◆ **Problem to solve**:
If a line in the records below contains the word "that", copy it out.
»»
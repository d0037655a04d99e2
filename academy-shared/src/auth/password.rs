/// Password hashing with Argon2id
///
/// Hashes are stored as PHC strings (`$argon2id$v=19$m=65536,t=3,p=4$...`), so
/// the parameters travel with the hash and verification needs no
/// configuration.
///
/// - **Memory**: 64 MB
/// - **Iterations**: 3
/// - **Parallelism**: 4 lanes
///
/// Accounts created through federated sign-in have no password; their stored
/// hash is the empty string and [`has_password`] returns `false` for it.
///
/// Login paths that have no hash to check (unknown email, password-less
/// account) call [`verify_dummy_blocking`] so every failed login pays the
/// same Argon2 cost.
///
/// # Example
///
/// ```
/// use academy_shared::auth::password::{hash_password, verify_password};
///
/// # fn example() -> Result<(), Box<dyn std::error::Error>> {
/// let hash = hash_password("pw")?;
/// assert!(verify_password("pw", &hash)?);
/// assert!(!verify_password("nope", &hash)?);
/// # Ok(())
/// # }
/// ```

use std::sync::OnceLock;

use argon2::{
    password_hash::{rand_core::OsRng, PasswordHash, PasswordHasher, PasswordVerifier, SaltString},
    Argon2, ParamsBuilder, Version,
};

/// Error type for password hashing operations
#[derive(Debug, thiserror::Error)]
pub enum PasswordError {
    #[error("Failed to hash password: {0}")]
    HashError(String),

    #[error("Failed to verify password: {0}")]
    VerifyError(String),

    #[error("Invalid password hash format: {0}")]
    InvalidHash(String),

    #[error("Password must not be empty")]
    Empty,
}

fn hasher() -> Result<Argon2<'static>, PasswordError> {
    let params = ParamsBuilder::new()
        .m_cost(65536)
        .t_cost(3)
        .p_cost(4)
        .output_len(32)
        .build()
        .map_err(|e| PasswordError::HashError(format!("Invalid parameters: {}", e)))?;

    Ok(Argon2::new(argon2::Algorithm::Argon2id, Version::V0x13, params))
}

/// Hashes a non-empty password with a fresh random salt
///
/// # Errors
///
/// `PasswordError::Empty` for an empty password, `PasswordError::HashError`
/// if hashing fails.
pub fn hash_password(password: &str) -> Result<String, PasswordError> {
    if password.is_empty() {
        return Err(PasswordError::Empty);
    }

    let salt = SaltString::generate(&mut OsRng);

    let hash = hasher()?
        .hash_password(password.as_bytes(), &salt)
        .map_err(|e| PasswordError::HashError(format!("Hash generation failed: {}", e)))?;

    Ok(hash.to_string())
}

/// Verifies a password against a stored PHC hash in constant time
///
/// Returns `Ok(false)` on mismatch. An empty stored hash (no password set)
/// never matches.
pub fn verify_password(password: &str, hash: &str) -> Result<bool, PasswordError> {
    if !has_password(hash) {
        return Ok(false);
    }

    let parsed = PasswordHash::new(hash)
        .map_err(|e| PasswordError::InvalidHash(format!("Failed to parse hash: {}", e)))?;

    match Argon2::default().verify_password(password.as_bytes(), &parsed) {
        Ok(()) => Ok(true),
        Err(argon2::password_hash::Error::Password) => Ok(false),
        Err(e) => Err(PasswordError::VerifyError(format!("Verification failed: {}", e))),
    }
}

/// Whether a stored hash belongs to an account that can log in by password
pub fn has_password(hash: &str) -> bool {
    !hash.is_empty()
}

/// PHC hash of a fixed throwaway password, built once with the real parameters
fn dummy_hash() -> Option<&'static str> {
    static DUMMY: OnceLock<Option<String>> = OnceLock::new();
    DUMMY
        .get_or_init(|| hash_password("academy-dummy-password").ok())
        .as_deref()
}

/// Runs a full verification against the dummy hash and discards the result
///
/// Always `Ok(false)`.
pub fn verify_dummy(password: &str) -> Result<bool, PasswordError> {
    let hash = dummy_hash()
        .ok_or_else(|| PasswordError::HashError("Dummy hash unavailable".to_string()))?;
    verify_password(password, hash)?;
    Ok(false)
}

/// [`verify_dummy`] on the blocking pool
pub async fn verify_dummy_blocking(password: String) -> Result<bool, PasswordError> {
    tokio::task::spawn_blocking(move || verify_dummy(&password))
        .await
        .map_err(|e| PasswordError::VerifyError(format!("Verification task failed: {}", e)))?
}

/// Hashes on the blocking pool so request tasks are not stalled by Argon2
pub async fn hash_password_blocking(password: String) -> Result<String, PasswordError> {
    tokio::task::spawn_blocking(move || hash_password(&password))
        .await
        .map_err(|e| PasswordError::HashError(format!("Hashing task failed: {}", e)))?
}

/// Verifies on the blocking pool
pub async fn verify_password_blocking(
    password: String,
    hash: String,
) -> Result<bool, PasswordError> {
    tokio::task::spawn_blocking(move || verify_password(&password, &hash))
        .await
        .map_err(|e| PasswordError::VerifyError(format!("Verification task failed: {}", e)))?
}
««
»»
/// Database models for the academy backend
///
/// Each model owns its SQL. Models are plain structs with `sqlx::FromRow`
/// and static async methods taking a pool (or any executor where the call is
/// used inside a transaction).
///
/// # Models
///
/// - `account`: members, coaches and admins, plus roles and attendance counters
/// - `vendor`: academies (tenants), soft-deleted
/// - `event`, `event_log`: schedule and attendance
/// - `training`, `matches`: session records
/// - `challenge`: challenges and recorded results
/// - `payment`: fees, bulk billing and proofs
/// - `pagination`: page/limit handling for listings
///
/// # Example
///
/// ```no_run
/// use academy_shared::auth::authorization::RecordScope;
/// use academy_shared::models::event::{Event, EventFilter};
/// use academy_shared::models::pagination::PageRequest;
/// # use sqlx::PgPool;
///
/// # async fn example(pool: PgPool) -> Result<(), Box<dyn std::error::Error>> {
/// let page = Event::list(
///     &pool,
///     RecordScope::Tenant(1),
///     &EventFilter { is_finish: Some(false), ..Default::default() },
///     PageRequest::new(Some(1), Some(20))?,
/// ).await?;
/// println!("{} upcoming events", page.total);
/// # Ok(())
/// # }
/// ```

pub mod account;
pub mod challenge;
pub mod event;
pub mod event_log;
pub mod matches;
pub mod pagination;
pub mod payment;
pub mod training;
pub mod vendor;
««
◆ **Answer section**:
/// Login paths that have no hash to check (unknown email, password-less
/// Whether a stored hash belongs to an account that can log in by password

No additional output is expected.